A “dog flu” virus descended from bird flu is creeping towards being able to infect people, scientists have warned.
A version of avian influenza called H3N2 first infected dogs around 2006. It has since established itself in canines and evolved to become a mammalian-adapted form of bird flu.
Bird flu is highly contagious and deadly among birds, but has never been shown to sustain transmission from person to person.
But scientists have long been concerned that if the avian influenza virus was able to establish itself in a mammal species, then it might go on to morph into a strain that can pass from mammal to mammal, including humans.
A study from bird flu specialists at the China Agricultural University analysed swabs from more than 4,000 dogs. It found the virus is now showing signs of being better able to recognise human cell receptors, as well as a heightened ability to replicate in human cells.
The team said dogs could be the stepping stone species bridging the significant anatomical gap between birds and people.
“Our results showed that canines may serve as intermediates for the adaptation of avian influenza viruses to humans,” the scientists wrote in their paper, published in the journal eLife.
Six dogs were deliberately infected with each of the six known dog flu strains of H3N2 in a lab and all were found to be only mildly unwell. The most severe symptoms were a fever, sneezing and coughing.
British experts said the study is well conducted and offers insight into the role pet dogs may play as a potential patient zero for a future “dog flu” outbreak.
‘Bird flu H3 strain has evolved’
Prof James Wood, head of the department of veterinary medicine at the University of Cambridge, told The Telegraph “it is pretty clear” the bird flu H3 strain has now evolved into a dog-specific virus.
“The changes in the canine virus apparently are making it better adapted to transmit within mammals, as you might expect after such a long period in dogs,” he said.

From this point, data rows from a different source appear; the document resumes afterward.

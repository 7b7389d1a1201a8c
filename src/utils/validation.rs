// file: src/utils/validation.rs
// description: input path validation and output name helpers
// reference: input validation patterns

use crate::error::{ProgressError, Result};
use std::fs;
use std::path::Path;

pub struct Validator;

impl Validator {
    pub fn validate_file_path(path: &Path) -> Result<()> {
        let canonical = fs::canonicalize(path).map_err(|e| {
            ProgressError::Validation(format!(
                "Cannot canonicalize path {}: {}",
                path.display(),
                e
            ))
        })?;

        if !canonical.is_file() {
            return Err(ProgressError::Validation(format!(
                "Path is not a file: {}",
                canonical.display()
            )));
        }

        Ok(())
    }

    pub fn validate_directory(path: &Path) -> Result<()> {
        if !path.exists() {
            return Err(ProgressError::Validation(format!(
                "Directory does not exist: {}",
                path.display()
            )));
        }

        if !path.is_dir() {
            return Err(ProgressError::Validation(format!(
                "Path is not a directory: {}",
                path.display()
            )));
        }

        Ok(())
    }

    pub fn validate_table_extension(path: &Path) -> Result<()> {
        match path
            .extension()
            .and_then(|e| e.to_str())
            .map(|e| e.to_ascii_lowercase())
            .as_deref()
        {
            Some("csv") | Some("tsv") => Ok(()),
            _ => Err(ProgressError::Validation(format!(
                "File is not a delimited table (.csv/.tsv): {}",
                path.display()
            ))),
        }
    }

    /// Checks an input table path before reading it.
    pub fn validate_table_input(path: &Path) -> Result<()> {
        Self::validate_table_extension(path)?;
        Self::validate_file_path(path)
    }

    /// Output directories may not exist yet, but must not be a file.
    pub fn validate_output_dir(path: &Path) -> Result<()> {
        if path.exists() && !path.is_dir() {
            return Err(ProgressError::Validation(format!(
                "Output path exists and is not a directory: {}",
                path.display()
            )));
        }
        Ok(())
    }

    /// Lowercase file stem with every run of non-alphanumerics collapsed to `_`.
    pub fn sanitize_file_stem(name: &str) -> String {
        let mut stem = String::with_capacity(name.len());
        for ch in name.trim().chars() {
            if ch.is_alphanumeric() {
                stem.extend(ch.to_lowercase());
            } else if !stem.ends_with('_') {
                stem.push('_');
            }
        }

        let stem = stem.trim_matches('_');
        if stem.is_empty() {
            "table".to_string()
        } else {
            stem.to_string()
        }
    }
}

He added that this could be good news for the potential zoonotic infection of people as it has so far not spilled over into humans, but warned this could be because it has not yet reached the required mutation threshold.
“The virus does not seem to pose particularly worrying health threats to dogs - one might be more concerned about the longer term pandemic potential in other species such as humans,” said Prof Wood.
Prof Ian Jones, professor of virology at the University of Reading, told The Telegraph that the Chinese study provides evidence the virus is “creeping” towards being human-like.
“It’s a data-rich paper that surely shows that the most recent viruses (clade 5) are more adapted to mammals than was the original virus that made the leap from an avian,” he said.
“But some of this is just the virus settling down in the dog, so inevitably becoming mammalian virus-like.
“At the moment I judge this data warrants attention but that the case for a ‘threat’ is not clear.”
Prof Jones also said it was possible, with its array of current mutations, that the dog flu virus could go on to infect humans. There is as yet no evidence of this, or reported cases of this happening.
People lack immunity to the H3 family of influenza viruses, the study authors warned, saying antibodies from pre-existing flu jabs and influenza strains would not work against dog flu.
Prof Jones said this seems unlikely and that there may be some pre-existing protection against disease, even if not against infection, as was seen during the Covid pandemic.
The study only looked at the presence of dog flu in canines living in China, but Prof Wood said if throat swabs were taken from other dogs around the world, then he would expect it to be present globally.
“Other canine viruses have spread globally and it seems likely that this one may well have already done so too,” he said.
“So I don’t believe that screening for any dogs moving from the US, China or elsewhere would be proportionate based on the evidence in the paper.”
‘Enhanced surveillance necessary’
Both the authors and the independent scientists said it is too soon to bring in any restrictions on human-dog dyads, but said enhanced surveillance and testing would be a prudent move.
“Continuous surveillance coordinated with risk assessment for canine influenza viruses is necessary,” the Chinese scientists wrote in their paper.
Prof Jones said screening, quarantine and regular dog flu testing is not yet warranted by the threat revealed by the new paper.
However, he said: “It would be no bad thing if rapid tests for dog influenza were in time added to other current diagnostics.
“In some countries dog control would be impossible and in others socially difficult, think of bovine TB and badgers in the UK.
“I think the obvious thing is surveillance and an awareness in influenza reference centres of the dog adapted sequences so any human cases can be reported quickly.”